Under the E strand of ESG, there has been a greater shift towards sustainable and green finance. The topic of green finance has become increasingly popular on a global stage and established itself as a talking point in the investment banking world. This has been accelerated even more since the COVID19 pandemic began, Santander confirms.
So: what exactly falls under the umbrella of sustainable and green finance? Green finance can include green bonds or investments that seek to promote or support environmentally driven projects and sustainable infrastructure. This can include investments that support climate change mitigation, resource conservation and sustainable development.
One key topic within green finance is the race to zero when it comes to carbon emissions. The United Nations Framework Convention on Climate Change (UNFCCC) describes this as a global campaign that seeks to bring together leadership and support from businesses, governments, regions, cities and investors for a resilient, healthy, zero carbon recovery that safeguards the future, creates employment and fuels inclusive and sustainable growth.
In September 2020, it was reported that the amount of commitments to reach net zero emissions from business and governments approximately doubled in less than a year. The increase in commitments has been accelerated by COVID-19 and investors are increasingly placing capital towards companies who are developing low-carbon technology and creating green business models (Morgan Stanley).

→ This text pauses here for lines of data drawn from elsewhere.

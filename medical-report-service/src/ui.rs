//! Server-rendered browser pages.

use consult_flow::{ConsultSession, Role};

pub const TITLE: &str = "🩺 Medical Report Analyzer";
pub const UPLOAD_WARNING: &str = "👆 Please upload a medical report file first.";
pub const UPLOAD_SUCCESS: &str = "Medical report uploaded successfully! ✅";

const STYLE: &str = "
body { font-family: sans-serif; margin: 0; display: flex; min-height: 100vh; }
aside { width: 20rem; background: #f0f2f6; padding: 1.5rem; }
main { flex: 1; padding: 2rem 3rem; }
.notice { padding: 0.75rem 1rem; border-radius: 0.5rem; margin: 1rem 0; }
.success { background: #dff5e3; color: #1b5e20; }
.warning { background: #fff6d6; color: #7a5b00; }
.error { background: #fde2e1; color: #8a1c1c; }
pre.result { white-space: pre-wrap; background: #fafafa; border: 1px solid #ddd; padding: 1rem; }
button, select { font-size: 1rem; padding: 0.4rem 0.8rem; margin-top: 0.5rem; }
";

/// Escape text for use in HTML element content and attribute values.
pub fn escape_html(text: &str) -> String {
    let mut escaped = String::with_capacity(text.len());
    for ch in text.chars() {
        match ch {
            '&' => escaped.push_str("&amp;"),
            '<' => escaped.push_str("&lt;"),
            '>' => escaped.push_str("&gt;"),
            '"' => escaped.push_str("&quot;"),
            '\'' => escaped.push_str("&#39;"),
            _ => escaped.push(ch),
        }
    }
    escaped
}

fn layout(sidebar: &str, content: &str) -> String {
    format!(
        "<!DOCTYPE html>\n<html lang=\"en\">\n<head>\n<meta charset=\"utf-8\">\n<title>Medical Report Analyzer</title>\n<style>{STYLE}</style>\n</head>\n<body>\n<aside>\n{sidebar}</aside>\n<main>\n<h1>{TITLE}</h1>\n{content}</main>\n</body>\n</html>\n"
    )
}

fn notice(kind: &str, message: &str) -> String {
    format!(
        "<div class=\"notice {}\">{}</div>\n",
        kind,
        escape_html(message)
    )
}

fn upload_form() -> String {
    "<h2>Step 1: Upload Medical Report</h2>\n\
     <form method=\"post\" action=\"/upload\" enctype=\"multipart/form-data\">\n\
     <label for=\"report\">Upload a .txt file</label><br>\n\
     <input type=\"file\" id=\"report\" name=\"report\" accept=\".txt,text/plain\" required><br>\n\
     <button type=\"submit\">Upload</button>\n\
     </form>\n"
        .to_string()
}

/// Landing page: upload form and the blocking warning, no role selection.
pub fn upload_page(error: Option<&str>) -> String {
    let mut content = String::new();
    if let Some(error) = error {
        content.push_str(&notice("error", error));
    }
    content.push_str(&notice("warning", UPLOAD_WARNING));
    layout(&upload_form(), &content)
}

fn role_selection(session_id: &str, selected: Role) -> String {
    let id = escape_html(session_id);
    let options: String = Role::selectable()
        .iter()
        .map(|role| {
            format!(
                "<option value=\"{0}\"{1}>{0}</option>\n",
                role.as_str(),
                if *role == selected { " selected" } else { "" }
            )
        })
        .collect();

    format!(
        "<h2>Step 2: Select Agent</h2>\n\
         <form method=\"get\" action=\"/session/{id}\">\n\
         <label for=\"role\">Choose the agent</label><br>\n\
         <select id=\"role\" name=\"role\" onchange=\"this.form.submit()\">\n{options}</select>\n\
         <noscript><button type=\"submit\">Select</button></noscript>\n\
         </form>\n"
    )
}

fn trigger(session_id: &str, selected: Role) -> String {
    format!(
        "<form method=\"post\" action=\"/session/{}/consult\">\n\
         <input type=\"hidden\" name=\"role\" value=\"{}\">\n\
         <button type=\"submit\">{}</button>\n\
         </form>\n",
        escape_html(session_id),
        selected.as_str(),
        selected.trigger_label()
    )
}

/// Session page: role selection and trigger once a report exists, the blocking
/// warning otherwise. The last result is shown read-only under its heading.
pub fn session_page(session: &ConsultSession, selected: Option<Role>, error: Option<&str>) -> String {
    if !session.has_report() {
        let mut content = String::new();
        if let Some(error) = error {
            content.push_str(&notice("error", error));
        }
        content.push_str(&notice("warning", UPLOAD_WARNING));
        return layout(&upload_form(), &content);
    }

    let selected = selected
        .or_else(|| session.last.as_ref().map(|c| c.role))
        .filter(|role| Role::selectable().contains(role))
        .unwrap_or(Role::Cardiologist);

    let mut sidebar = upload_form();
    sidebar.push_str(&role_selection(&session.id, selected));

    let mut content = notice("success", UPLOAD_SUCCESS);
    if let Some(error) = error {
        content.push_str(&notice("error", error));
    }
    content.push_str(&trigger(&session.id, selected));

    if let Some(consultation) = &session.last {
        content.push_str(&format!(
            "<h3>{}</h3>\n<pre class=\"result\">{}</pre>\n",
            consultation.heading(),
            escape_html(&consultation.output)
        ));
    }

    layout(&sidebar, &content)
}

pub fn not_found_page(session_id: &str) -> String {
    let content = format!(
        "{}<p><a href=\"/\">Start over</a></p>\n",
        notice("error", &format!("Session {} not found", session_id))
    );
    layout(&upload_form(), &content)
}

Another potential category that falls under the environmental strand of ESG investments includes water. The World Health Organization has predicted that by 2025, over half of the global population will be living in water-stressed areas. Cerulli Associates, a research and consulting firm that specialises in asset management, private banks and wealth managers believes that the concentration of climate change will continue to grow within the investment sector. However, the firm predicts that there will be a shift from solar energy to water. This has been evidenced within their most recent survey, that over 90% of European ETF providers thought that water-themed investments would be in demand from investors in the next one to two years. The research conducted included responses from 37 of Europe’s largest ETF issuers and managers, with a total of €740bn in assets under management, The Financial Times confirmed. Investments into water could therefore be a viable strategy for investors moving forward.
As we draw closer to the end of Q1 in 2021, it is clear that investments and industry discussion surrounding the E for ESG will continue to grow.